Guinea Pigs are reasonably large rodents weighing in at approximately 700-1200g (1.5-2.5lb) and measuring 20-25cm in length. This makes them much larger than hamsters, mice and gerbils that share their class but smaller than most rabbits. Looks-wise they have quite a large head, long oval body, short legs and a stub for a tail. Their closest relatives are the Capybara, which are the largest of all rodents, and the likeness is particularly noticeable in young babies. Guinea Pigs are also known as Cavies (especially by serious breeders), which is derived from their scientific Latin name, Cavia Porcellus (with the Porcellus meaning little pig).
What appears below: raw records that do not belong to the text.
//! Bracket matching within a line range.
//!
//! The search runs only over the lines the caller names (in practice the
//! visible window): matching is a display affordance here, not a motion
//! command, and scanning a multi-megabyte buffer for an unbalanced brace
//! would stall the redraw.

use crate::encoding::{char_at, next_pos};
use crate::Buffer;

const OPENING: &[u8] = b"([{<";
const CLOSING: &[u8] = b")]}>";

#[derive(Debug, Clone, Copy, PartialEq, Eq)]
pub struct BracketMatch {
    pub line: usize,
    pub byte_pos: usize,
    /// Logical character index of the match within its line.
    pub char_pos: usize,
    pub c: u32,
}

fn char_positions(line: &[u8], enc: crate::Encoding) -> Vec<usize> {
    let mut v = Vec::new();
    let mut pos = 0;
    while pos < line.len() {
        v.push(pos);
        pos = next_pos(line, pos, enc);
    }
    v
}

/// Finds the bracket balancing the one under the cursor, looking only at
/// lines `first_line..=last_line`. Nesting counts brackets of the same
/// kind only.
pub fn find_matching_bracket(
    b: &Buffer,
    first_line: usize,
    last_line: usize,
) -> Option<BracketMatch> {
    let enc = b.encoding;
    let cur = b.line(b.cur_line)?;
    if b.cur_pos >= cur.len() {
        return None;
    }
    let under = cur.as_bytes()[b.cur_pos];

    let (kind, forward) = if let Some(k) = OPENING.iter().position(|&o| o == under) {
        (k, true)
    } else if let Some(k) = CLOSING.iter().position(|&c| c == under) {
        (k, false)
    } else {
        return None;
    };
    let (own, other) = if forward {
        (OPENING[kind], CLOSING[kind])
    } else {
        (CLOSING[kind], OPENING[kind])
    };

    let mut depth = 1usize;

    if forward {
        for idx in b.cur_line..=last_line.min(b.line_count().saturating_sub(1)) {
            let line = b.line(idx)?;
            let positions = char_positions(line.as_bytes(), enc);
            for (char_pos, &pos) in positions.iter().enumerate() {
                if idx == b.cur_line && pos <= b.cur_pos {
                    continue;
                }
                let byte = line.as_bytes()[pos];
                if byte == own {
                    depth += 1;
                } else if byte == other {
                    depth -= 1;
                    if depth == 0 {
                        return Some(BracketMatch {
                            line: idx,
                            byte_pos: pos,
                            char_pos,
                            c: char_at(line.as_bytes(), pos, enc),
                        });
                    }
                }
            }
        }
    } else {
        for idx in (first_line..=b.cur_line).rev() {
            let line = b.line(idx)?;
            let positions = char_positions(line.as_bytes(), enc);
            for (char_pos, &pos) in positions.iter().enumerate().rev() {
                if idx == b.cur_line && pos >= b.cur_pos {
                    continue;
                }
                let byte = line.as_bytes()[pos];
                if byte == own {
                    depth += 1;
                } else if byte == other {
                    depth -= 1;
                    if depth == 0 {
                        return Some(BracketMatch {
                            line: idx,
                            byte_pos: pos,
                            char_pos,
                            c: char_at(line.as_bytes(), pos, enc),
                        });
                    }
                }
            }
        }
    }
    None
}
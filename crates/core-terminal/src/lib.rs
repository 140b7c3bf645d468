//! Terminal control for the display engine.
//!
//! One typed capability table (terminfo database or hardwired ANSI),
//! a minimum-cost cursor motion planner, an SGR attribute engine that
//! emits only transitions, and the character encoder that turns code
//! points into terminal bytes. Everything the higher layers know about
//! the terminal, they know through [`Screen`].

pub mod attr;
pub mod caps;
pub mod cost;
pub mod motion;
pub mod param;
pub mod screen;
pub mod session;
pub mod utf8;

pub use attr::{palette_index, Attr, NoColorVideo, Style};
pub use caps::{Capabilities, TermSetupError};
pub use cost::Cost;
pub use motion::MotionCosts;
pub use screen::{output_width, Screen};
pub use session::{window_size, RawModeGuard};
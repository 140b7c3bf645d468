//! Terminal control over a capability table.
//!
//! `Screen` owns the byte sink and every piece of state that must advance in
//! lockstep with the bytes written to it: the believed cursor position, the
//! active SGR attributes, insert/standout/delete modes, and the scroll
//! window. All output funnels through here; reordering anything would
//! desynchronize the terminal's state machine from ours.
//!
//! The cursor is an explicit `Option`: `None` means "lost", which forces
//! absolute addressing on the next motion. A stored column equal to `cols`
//! is the magic-wrap phantom position and is only reachable on terminals
//! with the eat-newline glitch.

use std::io::Write;

use anyhow::Result;
use unicode_width::UnicodeWidthChar;

use crate::attr::{
    palette_index, Attr, NoColorVideo, Style, AT_MASK, BG_MASK, BG_NOT_DEFAULT, FG_MASK,
    FG_NOT_DEFAULT,
};
use crate::caps::{Capabilities, TermSetupError};
use crate::motion::MotionCosts;
use crate::{param, utf8};

/// Display width of a code point as the encoder will render it: wcwidth
/// maximized with 1, since unprintables come out as one-column substitutes.
pub fn output_width(c: u32) -> usize {
    char::from_u32(c)
        .and_then(UnicodeWidthChar::width)
        .filter(|&w| w > 0)
        .unwrap_or(1)
}

fn raw_width(c: u32) -> usize {
    char::from_u32(c)
        .and_then(UnicodeWidthChar::width)
        .unwrap_or(0)
}

pub struct Screen<W: Write> {
    caps: Capabilities,
    costs: MotionCosts,
    out: W,
    baud: u32,

    rows: usize,
    cols: usize,
    cursor: Option<(usize, usize)>,
    curr_attr: Attr,

    insert_mode: bool,
    standout_mode: bool,
    standout_wanted: bool,
    /// Rows participating in line insert/delete; rows below are excluded.
    specified_window: usize,
    io_utf8: bool,
    pub(crate) use_tabs: bool,

    // Characteristics derived once from the capability table.
    line_ins_del_ok: bool,
    char_ins_del_ok: bool,
    scroll_region_ok: bool,
    standout_ok: bool,
    cursor_on_off_ok: bool,
    color_ok: bool,
    delete_in_insert_mode: bool,
    /// Leaving standout mode resets every attribute.
    esm_is_eam: bool,
}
Guinea Pigs are social, herd animals who should at the very least be kept in pairs. In the wild they would live in small herds comprising of a male, several females and their babies. In my opinion it is verging on cruel to keep a single Guinea Pig (other than if it has a medical reason for being kept isolated) and this is a belief that is shared by the lawmakers of Sweden, where it is illegal to sell a lone Guinea Pig unless the buyer already owns others. As pets Guinea Pigs can be kept in pair, threesomes or even larger groups, if cage space allows. Two or more girls (sows) can happily be housed together, or two boys (boars) or a girl and a spayed male. What I would never advise is housing an unfixed male and female together as babies (pups) will almost certainly follow.
As far as pet rodents go, Guinea Pigs are long-living with an average life-span of five to seven years. According to the Guinness Book of World Records the oldest recorded Guinea Pig lived to the ripe old age of 14.
For further information on Guinea Pigs and their history, I would recommend running a search on the internet, the Wiki page seems to be particularly informative.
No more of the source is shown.